* **Work task**
For each line below that contains the word "AppState", make a copy.

Items from a data source:
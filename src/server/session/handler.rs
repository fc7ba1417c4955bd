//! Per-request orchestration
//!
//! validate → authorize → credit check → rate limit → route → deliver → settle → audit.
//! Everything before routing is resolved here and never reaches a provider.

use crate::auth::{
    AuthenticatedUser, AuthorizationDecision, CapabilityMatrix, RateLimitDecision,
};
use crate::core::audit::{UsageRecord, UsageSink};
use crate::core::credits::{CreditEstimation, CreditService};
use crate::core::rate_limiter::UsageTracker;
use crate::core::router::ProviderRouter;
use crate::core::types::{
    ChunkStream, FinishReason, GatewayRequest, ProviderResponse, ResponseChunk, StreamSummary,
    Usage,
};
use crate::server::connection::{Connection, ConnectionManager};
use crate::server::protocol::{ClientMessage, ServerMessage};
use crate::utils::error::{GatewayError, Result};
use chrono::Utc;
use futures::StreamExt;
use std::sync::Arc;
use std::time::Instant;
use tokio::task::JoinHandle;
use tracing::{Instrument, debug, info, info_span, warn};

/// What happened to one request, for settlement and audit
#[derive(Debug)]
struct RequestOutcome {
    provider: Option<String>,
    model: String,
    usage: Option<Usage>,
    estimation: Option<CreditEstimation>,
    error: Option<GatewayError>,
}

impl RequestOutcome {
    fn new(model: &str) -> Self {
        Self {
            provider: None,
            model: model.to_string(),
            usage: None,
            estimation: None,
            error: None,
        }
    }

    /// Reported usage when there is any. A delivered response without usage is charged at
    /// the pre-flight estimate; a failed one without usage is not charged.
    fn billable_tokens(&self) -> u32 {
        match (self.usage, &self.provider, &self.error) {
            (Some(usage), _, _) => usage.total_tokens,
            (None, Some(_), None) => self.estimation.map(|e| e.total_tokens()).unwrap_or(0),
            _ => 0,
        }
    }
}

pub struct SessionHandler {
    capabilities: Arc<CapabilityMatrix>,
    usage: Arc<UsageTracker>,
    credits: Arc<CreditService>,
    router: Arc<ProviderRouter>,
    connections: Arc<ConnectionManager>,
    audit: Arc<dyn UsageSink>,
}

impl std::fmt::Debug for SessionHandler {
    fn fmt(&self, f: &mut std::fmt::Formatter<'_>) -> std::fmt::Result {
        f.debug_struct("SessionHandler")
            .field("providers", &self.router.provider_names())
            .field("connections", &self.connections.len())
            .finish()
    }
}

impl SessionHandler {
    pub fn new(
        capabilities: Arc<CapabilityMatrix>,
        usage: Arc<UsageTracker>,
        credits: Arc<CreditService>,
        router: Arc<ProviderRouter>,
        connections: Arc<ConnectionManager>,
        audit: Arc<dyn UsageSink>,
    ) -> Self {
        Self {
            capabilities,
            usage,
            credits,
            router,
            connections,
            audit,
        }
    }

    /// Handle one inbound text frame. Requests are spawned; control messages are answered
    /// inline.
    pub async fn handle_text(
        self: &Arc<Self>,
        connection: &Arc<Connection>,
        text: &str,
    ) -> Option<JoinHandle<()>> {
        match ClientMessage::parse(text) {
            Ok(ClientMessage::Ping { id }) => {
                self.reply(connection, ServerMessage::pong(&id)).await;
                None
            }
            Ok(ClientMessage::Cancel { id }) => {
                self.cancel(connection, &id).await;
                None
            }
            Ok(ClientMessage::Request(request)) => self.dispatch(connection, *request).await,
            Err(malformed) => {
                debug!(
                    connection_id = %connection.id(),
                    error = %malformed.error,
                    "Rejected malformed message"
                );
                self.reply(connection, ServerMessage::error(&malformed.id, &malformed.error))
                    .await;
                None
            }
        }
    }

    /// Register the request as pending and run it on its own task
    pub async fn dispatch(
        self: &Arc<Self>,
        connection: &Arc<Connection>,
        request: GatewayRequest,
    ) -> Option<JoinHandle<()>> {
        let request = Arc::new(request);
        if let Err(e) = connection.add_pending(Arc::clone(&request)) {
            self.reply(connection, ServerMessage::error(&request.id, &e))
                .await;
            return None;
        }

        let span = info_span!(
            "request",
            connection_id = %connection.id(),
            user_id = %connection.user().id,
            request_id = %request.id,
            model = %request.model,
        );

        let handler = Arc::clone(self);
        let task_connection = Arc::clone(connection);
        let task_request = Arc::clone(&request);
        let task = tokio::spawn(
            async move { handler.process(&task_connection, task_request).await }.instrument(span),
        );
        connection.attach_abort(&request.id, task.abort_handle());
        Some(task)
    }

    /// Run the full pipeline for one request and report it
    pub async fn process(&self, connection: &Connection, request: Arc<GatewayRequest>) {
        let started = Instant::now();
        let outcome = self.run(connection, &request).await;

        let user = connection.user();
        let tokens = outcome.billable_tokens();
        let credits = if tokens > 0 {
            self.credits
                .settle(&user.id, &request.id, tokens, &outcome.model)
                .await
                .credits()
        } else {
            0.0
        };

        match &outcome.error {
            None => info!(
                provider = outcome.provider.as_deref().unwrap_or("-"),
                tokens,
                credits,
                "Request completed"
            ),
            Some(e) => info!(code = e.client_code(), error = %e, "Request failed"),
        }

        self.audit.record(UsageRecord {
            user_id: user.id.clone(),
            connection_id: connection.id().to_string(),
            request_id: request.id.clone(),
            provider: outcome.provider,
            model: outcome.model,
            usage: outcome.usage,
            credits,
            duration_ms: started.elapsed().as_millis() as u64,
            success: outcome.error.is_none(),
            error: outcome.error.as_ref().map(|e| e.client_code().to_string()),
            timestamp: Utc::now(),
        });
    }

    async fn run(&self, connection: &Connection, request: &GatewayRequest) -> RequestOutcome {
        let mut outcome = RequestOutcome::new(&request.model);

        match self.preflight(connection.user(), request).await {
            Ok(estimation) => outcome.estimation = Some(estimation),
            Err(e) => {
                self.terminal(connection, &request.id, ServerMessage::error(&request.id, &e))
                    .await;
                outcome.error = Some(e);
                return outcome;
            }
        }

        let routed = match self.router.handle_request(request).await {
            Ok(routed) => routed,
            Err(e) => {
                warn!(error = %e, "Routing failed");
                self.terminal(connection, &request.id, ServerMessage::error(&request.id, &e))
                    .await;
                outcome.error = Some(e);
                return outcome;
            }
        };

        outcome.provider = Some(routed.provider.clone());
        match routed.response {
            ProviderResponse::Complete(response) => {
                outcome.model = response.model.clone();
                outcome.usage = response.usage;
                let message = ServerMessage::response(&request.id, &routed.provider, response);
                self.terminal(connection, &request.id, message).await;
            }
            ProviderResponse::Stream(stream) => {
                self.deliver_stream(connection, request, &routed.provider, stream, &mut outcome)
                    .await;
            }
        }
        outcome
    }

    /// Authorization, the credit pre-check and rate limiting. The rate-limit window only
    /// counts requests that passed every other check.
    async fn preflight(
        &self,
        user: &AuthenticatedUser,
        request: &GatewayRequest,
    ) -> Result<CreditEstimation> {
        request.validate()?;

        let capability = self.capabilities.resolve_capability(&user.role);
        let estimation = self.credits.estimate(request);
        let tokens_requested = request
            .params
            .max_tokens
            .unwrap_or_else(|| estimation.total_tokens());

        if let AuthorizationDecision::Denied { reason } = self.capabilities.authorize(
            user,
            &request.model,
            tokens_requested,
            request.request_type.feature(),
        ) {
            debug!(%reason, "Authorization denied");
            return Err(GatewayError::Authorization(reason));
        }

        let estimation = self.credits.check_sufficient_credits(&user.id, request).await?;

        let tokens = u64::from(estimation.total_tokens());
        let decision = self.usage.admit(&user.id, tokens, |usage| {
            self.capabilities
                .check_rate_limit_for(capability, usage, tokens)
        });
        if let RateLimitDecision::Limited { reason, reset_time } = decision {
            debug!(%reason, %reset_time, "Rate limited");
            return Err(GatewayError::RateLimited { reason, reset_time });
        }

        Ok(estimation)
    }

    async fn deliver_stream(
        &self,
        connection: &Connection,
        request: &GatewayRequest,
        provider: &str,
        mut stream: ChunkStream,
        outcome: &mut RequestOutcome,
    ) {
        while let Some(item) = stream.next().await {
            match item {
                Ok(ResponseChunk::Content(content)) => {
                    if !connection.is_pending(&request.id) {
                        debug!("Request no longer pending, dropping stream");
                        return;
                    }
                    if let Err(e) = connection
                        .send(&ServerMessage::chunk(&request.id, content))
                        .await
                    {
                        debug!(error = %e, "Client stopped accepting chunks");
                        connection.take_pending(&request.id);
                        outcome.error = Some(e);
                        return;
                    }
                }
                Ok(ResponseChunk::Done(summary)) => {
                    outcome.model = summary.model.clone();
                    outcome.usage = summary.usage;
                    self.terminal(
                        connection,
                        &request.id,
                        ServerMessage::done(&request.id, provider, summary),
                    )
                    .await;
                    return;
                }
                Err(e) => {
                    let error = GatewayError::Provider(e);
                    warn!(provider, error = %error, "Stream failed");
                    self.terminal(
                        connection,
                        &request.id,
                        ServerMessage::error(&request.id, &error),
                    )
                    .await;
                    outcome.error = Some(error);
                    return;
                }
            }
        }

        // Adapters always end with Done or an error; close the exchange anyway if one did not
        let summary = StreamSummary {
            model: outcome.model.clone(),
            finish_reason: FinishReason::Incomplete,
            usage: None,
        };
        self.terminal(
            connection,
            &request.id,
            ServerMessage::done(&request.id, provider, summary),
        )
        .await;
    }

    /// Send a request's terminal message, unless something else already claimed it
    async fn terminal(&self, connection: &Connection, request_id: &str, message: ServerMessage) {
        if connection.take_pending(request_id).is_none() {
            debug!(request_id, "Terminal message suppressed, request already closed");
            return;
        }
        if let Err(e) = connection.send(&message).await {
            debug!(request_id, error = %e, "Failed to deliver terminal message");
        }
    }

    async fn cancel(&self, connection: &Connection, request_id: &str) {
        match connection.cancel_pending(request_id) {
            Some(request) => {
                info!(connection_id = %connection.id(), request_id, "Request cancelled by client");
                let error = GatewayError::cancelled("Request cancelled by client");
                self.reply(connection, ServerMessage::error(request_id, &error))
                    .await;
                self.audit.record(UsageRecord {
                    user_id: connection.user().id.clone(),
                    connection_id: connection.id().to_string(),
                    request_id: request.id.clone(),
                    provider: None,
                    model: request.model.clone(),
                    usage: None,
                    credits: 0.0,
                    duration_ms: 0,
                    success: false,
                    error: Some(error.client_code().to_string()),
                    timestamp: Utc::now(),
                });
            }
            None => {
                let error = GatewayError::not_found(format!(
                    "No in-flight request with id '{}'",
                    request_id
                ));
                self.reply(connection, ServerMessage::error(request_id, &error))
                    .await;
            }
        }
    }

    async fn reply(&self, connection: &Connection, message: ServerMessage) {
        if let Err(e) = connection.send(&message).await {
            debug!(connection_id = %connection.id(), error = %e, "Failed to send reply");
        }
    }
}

---

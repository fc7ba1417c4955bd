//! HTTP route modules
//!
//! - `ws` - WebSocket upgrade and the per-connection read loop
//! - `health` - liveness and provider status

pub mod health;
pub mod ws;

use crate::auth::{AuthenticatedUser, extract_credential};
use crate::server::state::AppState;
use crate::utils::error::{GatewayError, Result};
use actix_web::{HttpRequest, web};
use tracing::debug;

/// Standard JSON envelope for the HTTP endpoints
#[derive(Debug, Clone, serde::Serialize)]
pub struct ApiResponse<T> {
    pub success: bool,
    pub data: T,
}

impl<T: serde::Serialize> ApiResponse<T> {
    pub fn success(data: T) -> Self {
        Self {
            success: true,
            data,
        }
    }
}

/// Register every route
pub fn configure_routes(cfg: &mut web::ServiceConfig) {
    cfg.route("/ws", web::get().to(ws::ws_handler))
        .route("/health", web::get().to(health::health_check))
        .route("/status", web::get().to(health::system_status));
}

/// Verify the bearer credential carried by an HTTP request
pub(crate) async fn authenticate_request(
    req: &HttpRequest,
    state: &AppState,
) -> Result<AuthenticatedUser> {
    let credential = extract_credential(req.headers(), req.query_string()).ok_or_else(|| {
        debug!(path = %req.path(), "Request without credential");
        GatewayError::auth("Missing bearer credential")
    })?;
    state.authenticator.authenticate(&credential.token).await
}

* **Result of the exercise**
use crate::server::state::AppState;
    state: &AppState,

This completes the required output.